• What needs to be done: Output the data that follows exactly, line for line.
◇ ◇ ◇ ◇ ◇ ◇ ◇
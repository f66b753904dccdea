use crate::fusion::ScoreNormalization;
use serde::{Deserialize, Serialize};
use std::time::Duration;
use tabula_vector_index::{SearchTuning, TuningPolicy};

/// Configuration for the retrieval strategy orchestrator
#[derive(Debug, Clone, Serialize, Deserialize)]
pub struct OrchestratorConfig {
    /// Weight of the vector modality when the intent carries no weights
    #[serde(default = "default_modality_weight")]
    pub vector_weight: f64,

    /// Weight of the SQL modality when the intent carries no weights
    #[serde(default = "default_modality_weight")]
    pub sql_weight: f64,

    /// RRF constant for fusing per-field lists within one request
    /// (tighter, favors precision among near-duplicate fields)
    #[serde(default = "default_per_field_rrf_k")]
    pub per_field_rrf_k: f64,

    /// RRF constant for fusing the vector modality against the SQL row
    /// set (more conservative blending)
    #[serde(default = "default_cross_modality_rrf_k")]
    pub cross_modality_rrf_k: f64,

    /// Display-time score normalization
    #[serde(default)]
    pub normalization: ScoreNormalization,

    /// Maximum distinct tables a SQL plan may touch before the request
    /// is rejected as too complex
    #[serde(default = "default_max_tables")]
    pub max_tables: usize,

    /// Row cap for SQL execution and for the final fused result
    #[serde(default = "default_row_limit")]
    pub row_limit: usize,

    /// Column used to extract candidate ids from SQL rows
    #[serde(default = "default_id_column")]
    pub id_column: String,

    /// Memoize classification, field selection and generated SQL
    #[serde(default = "default_true")]
    pub enable_cache: bool,

    /// Tuning policy handed to the vector index for batch searches
    #[serde(default)]
    pub tuning: TuningPolicy,

    #[serde(default = "default_classification_timeout_ms")]
    pub classification_timeout_ms: u64,

    #[serde(default = "default_selection_timeout_ms")]
    pub field_selection_timeout_ms: u64,

    #[serde(default = "default_generation_timeout_ms")]
    pub sql_generation_timeout_ms: u64,

    #[serde(default = "default_execution_timeout_ms")]
    pub sql_execution_timeout_ms: u64,

    #[serde(default = "default_vector_timeout_ms")]
    pub vector_search_timeout_ms: u64,

    #[serde(default = "default_correction_timeout_ms")]
    pub correction_timeout_ms: u64,
}

fn default_modality_weight() -> f64 {
    0.5
}

fn default_per_field_rrf_k() -> f64 {
    20.0
}

fn default_cross_modality_rrf_k() -> f64 {
    60.0
}

fn default_max_tables() -> usize {
    8
}

fn default_row_limit() -> usize {
    100
}

fn default_id_column() -> String {
    "id".to_string()
}

fn default_true() -> bool {
    true
}

fn default_classification_timeout_ms() -> u64 {
    20_000
}

fn default_selection_timeout_ms() -> u64 {
    20_000
}

fn default_generation_timeout_ms() -> u64 {
    30_000
}

fn default_execution_timeout_ms() -> u64 {
    30_000
}

fn default_vector_timeout_ms() -> u64 {
    10_000
}

fn default_correction_timeout_ms() -> u64 {
    20_000
}

impl Default for OrchestratorConfig {
    fn default() -> Self {
        Self {
            vector_weight: default_modality_weight(),
            sql_weight: default_modality_weight(),
            per_field_rrf_k: default_per_field_rrf_k(),
            cross_modality_rrf_k: default_cross_modality_rrf_k(),
            normalization: ScoreNormalization::default(),
            max_tables: default_max_tables(),
            row_limit: default_row_limit(),
            id_column: default_id_column(),
            enable_cache: true,
            tuning: TuningPolicy::default(),
            classification_timeout_ms: default_classification_timeout_ms(),
            field_selection_timeout_ms: default_selection_timeout_ms(),
            sql_generation_timeout_ms: default_generation_timeout_ms(),
            sql_execution_timeout_ms: default_execution_timeout_ms(),
            vector_search_timeout_ms: default_vector_timeout_ms(),
            correction_timeout_ms: default_correction_timeout_ms(),
        }
    }
}

impl OrchestratorConfig {
    /// Validate configuration
    pub fn validate(&self) -> Result<(), String> {
        if self.vector_weight < 0.0 || self.vector_weight > 1.0 {
            return Err(format!(
                "vector_weight must be in [0.0, 1.0], got {}",
                self.vector_weight
            ));
        }

        if self.sql_weight < 0.0 || self.sql_weight > 1.0 {
            return Err(format!(
                "sql_weight must be in [0.0, 1.0], got {}",
                self.sql_weight
            ));
        }

        let total = self.vector_weight + self.sql_weight;
        if (total - 1.0).abs() > 0.01 {
            return Err(format!(
                "vector_weight + sql_weight must sum to 1.0, got {total}"
            ));
        }

        if self.per_field_rrf_k <= 0.0 || self.cross_modality_rrf_k <= 0.0 {
            return Err("RRF constants must be > 0".to_string());
        }

        if self.max_tables == 0 {
            return Err("max_tables must be > 0".to_string());
        }

        if self.row_limit == 0 {
            return Err("row_limit must be > 0".to_string());
        }

        if self.id_column.is_empty() {
            return Err("id_column must not be empty".to_string());
        }

        let timeouts = [
            self.classification_timeout_ms,
            self.field_selection_timeout_ms,
            self.sql_generation_timeout_ms,
            self.sql_execution_timeout_ms,
            self.vector_search_timeout_ms,
            self.correction_timeout_ms,
        ];
        if timeouts.contains(&0) {
            return Err("step timeouts must be > 0".to_string());
        }

        Ok(())
    }

    /// Create config optimized for latency
    pub fn fast() -> Self {
        Self {
            tuning: TuningPolicy {
                base: SearchTuning::fast(),
                ..TuningPolicy::default()
            },
            vector_search_timeout_ms: 5_000,
            row_limit: 50,
            ..Default::default()
        }
    }

    /// Create config optimized for recall
    pub fn accurate() -> Self {
        Self {
            tuning: TuningPolicy {
                base: SearchTuning::accurate(),
                adaptive_breadth: true,
                ..TuningPolicy::default()
            },
            vector_search_timeout_ms: 30_000,
            ..Default::default()
        }
    }

    pub fn classification_timeout(&self) -> Duration {
        Duration::from_millis(self.classification_timeout_ms)
    }

    pub fn field_selection_timeout(&self) -> Duration {
        Duration::from_millis(self.field_selection_timeout_ms)
    }

    pub fn sql_generation_timeout(&self) -> Duration {
        Duration::from_millis(self.sql_generation_timeout_ms)
    }

    pub fn sql_execution_timeout(&self) -> Duration {
        Duration::from_millis(self.sql_execution_timeout_ms)
    }

    pub fn vector_search_timeout(&self) -> Duration {
        Duration::from_millis(self.vector_search_timeout_ms)
    }

    pub fn correction_timeout(&self) -> Duration {
        Duration::from_millis(self.correction_timeout_ms)
    }
}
◇ ◇ ◇ ◇ ◇ ◇ ◇
• Answer:
repository f66b753904dccdea
use crate::fusion::ScoreNormalization;
use serde::{Deserialize, Serialize};
use std::time::Duration;
use tabula_vector_index::{SearchTuning, TuningPolicy};

/// Configuration for the retrieval strategy orchestrator
#[derive(Debug, Clone, Serialize, Deserialize)]
pub struct OrchestratorConfig {
    /// Weight of the vector modality when the intent carries no weights
    #[serde(default = "default_modality_weight")]
    pub vector_weight: f64,

    /// Weight of the SQL modality when the intent carries no weights
    #[serde(default = "default_modality_weight")]
    pub sql_weight: f64,

    /// RRF constant for fusing per-field lists within one request
    /// (tighter, favors precision among near-duplicate fields)
    #[serde(default = "default_per_field_rrf_k")]
    pub per_field_rrf_k: f64,

    /// RRF constant for fusing the vector modality against the SQL row
    /// set (more conservative blending)
    #[serde(default = "default_cross_modality_rrf_k")]
    pub cross_modality_rrf_k: f64,

    /// Display-time score normalization
    #[serde(default)]
    pub normalization: ScoreNormalization,

    /// Maximum distinct tables a SQL plan may touch before the request
    /// is rejected as too complex
    #[serde(default = "default_max_tables")]
    pub max_tables: usize,

    /// Row cap for SQL execution and for the final fused result
    #[serde(default = "default_row_limit")]
    pub row_limit: usize,

    /// Column used to extract candidate ids from SQL rows
    #[serde(default = "default_id_column")]
    pub id_column: String,

    /// Memoize classification, field selection and generated SQL
    #[serde(default = "default_true")]
    pub enable_cache: bool,

    /// Tuning policy handed to the vector index for batch searches
    #[serde(default)]
    pub tuning: TuningPolicy,

    #[serde(default = "default_classification_timeout_ms")]
    pub classification_timeout_ms: u64,

    #[serde(default = "default_selection_timeout_ms")]
    pub field_selection_timeout_ms: u64,

    #[serde(default = "default_generation_timeout_ms")]
    pub sql_generation_timeout_ms: u64,

    #[serde(default = "default_execution_timeout_ms")]
    pub sql_execution_timeout_ms: u64,

    #[serde(default = "default_vector_timeout_ms")]
    pub vector_search_timeout_ms: u64,

    #[serde(default = "default_correction_timeout_ms")]
    pub correction_timeout_ms: u64,
}

fn default_modality_weight() -> f64 {
    0.5
}

fn default_per_field_rrf_k() -> f64 {
    20.0
}

fn default_cross_modality_rrf_k() -> f64 {
    60.0
}

fn default_max_tables() -> usize {
    8
}

fn default_row_limit() -> usize {
    100
}

fn default_id_column() -> String {
    "id".to_string()
}

fn default_true() -> bool {
    true
}

fn default_classification_timeout_ms() -> u64 {
    20_000
}

fn default_selection_timeout_ms() -> u64 {
    20_000
}

fn default_generation_timeout_ms() -> u64 {
    30_000
}

fn default_execution_timeout_ms() -> u64 {
    30_000
}

fn default_vector_timeout_ms() -> u64 {
    10_000
}

fn default_correction_timeout_ms() -> u64 {
    20_000
}

impl Default for OrchestratorConfig {
    fn default() -> Self {
        Self {
            vector_weight: default_modality_weight(),
            sql_weight: default_modality_weight(),
            per_field_rrf_k: default_per_field_rrf_k(),
            cross_modality_rrf_k: default_cross_modality_rrf_k(),
            normalization: ScoreNormalization::default(),
            max_tables: default_max_tables(),
            row_limit: default_row_limit(),
            id_column: default_id_column(),
            enable_cache: true,
            tuning: TuningPolicy::default(),
            classification_timeout_ms: default_classification_timeout_ms(),
            field_selection_timeout_ms: default_selection_timeout_ms(),
            sql_generation_timeout_ms: default_generation_timeout_ms(),
            sql_execution_timeout_ms: default_execution_timeout_ms(),
            vector_search_timeout_ms: default_vector_timeout_ms(),
            correction_timeout_ms: default_correction_timeout_ms(),
        }
    }
}

impl OrchestratorConfig {
    /// Validate configuration
    pub fn validate(&self) -> Result<(), String> {
        if self.vector_weight < 0.0 || self.vector_weight > 1.0 {
            return Err(format!(
                "vector_weight must be in [0.0, 1.0], got {}",
                self.vector_weight
            ));
        }

        if self.sql_weight < 0.0 || self.sql_weight > 1.0 {
            return Err(format!(
                "sql_weight must be in [0.0, 1.0], got {}",
                self.sql_weight
            ));
        }

        let total = self.vector_weight + self.sql_weight;
        if (total - 1.0).abs() > 0.01 {
            return Err(format!(
                "vector_weight + sql_weight must sum to 1.0, got {total}"
            ));
        }

        if self.per_field_rrf_k <= 0.0 || self.cross_modality_rrf_k <= 0.0 {
            return Err("RRF constants must be > 0".to_string());
        }

        if self.max_tables == 0 {
            return Err("max_tables must be > 0".to_string());
        }

        if self.row_limit == 0 {
            return Err("row_limit must be > 0".to_string());
        }

        if self.id_column.is_empty() {
            return Err("id_column must not be empty".to_string());
        }

        let timeouts = [
            self.classification_timeout_ms,
            self.field_selection_timeout_ms,
            self.sql_generation_timeout_ms,
            self.sql_execution_timeout_ms,
            self.vector_search_timeout_ms,
            self.correction_timeout_ms,
        ];
        if timeouts.contains(&0) {
            return Err("step timeouts must be > 0".to_string());
        }

        Ok(())
    }

    /// Create config optimized for latency
    pub fn fast() -> Self {
        Self {
            tuning: TuningPolicy {
                base: SearchTuning::fast(),
                ..TuningPolicy::default()
            },
            vector_search_timeout_ms: 5_000,
            row_limit: 50,
            ..Default::default()
        }
    }

    /// Create config optimized for recall
    pub fn accurate() -> Self {
        Self {
            tuning: TuningPolicy {
                base: SearchTuning::accurate(),
                adaptive_breadth: true,
                ..TuningPolicy::default()
            },
            vector_search_timeout_ms: 30_000,
            ..Default::default()
        }
    }

    pub fn classification_timeout(&self) -> Duration {
        Duration::from_millis(self.classification_timeout_ms)
    }

    pub fn field_selection_timeout(&self) -> Duration {
        Duration::from_millis(self.field_selection_timeout_ms)
    }

    pub fn sql_generation_timeout(&self) -> Duration {
        Duration::from_millis(self.sql_generation_timeout_ms)
    }

    pub fn sql_execution_timeout(&self) -> Duration {
        Duration::from_millis(self.sql_execution_timeout_ms)
    }

    pub fn vector_search_timeout(&self) -> Duration {
        Duration::from_millis(self.vector_search_timeout_ms)
    }

    pub fn correction_timeout(&self) -> Duration {
        Duration::from_millis(self.correction_timeout_ms)
    }
}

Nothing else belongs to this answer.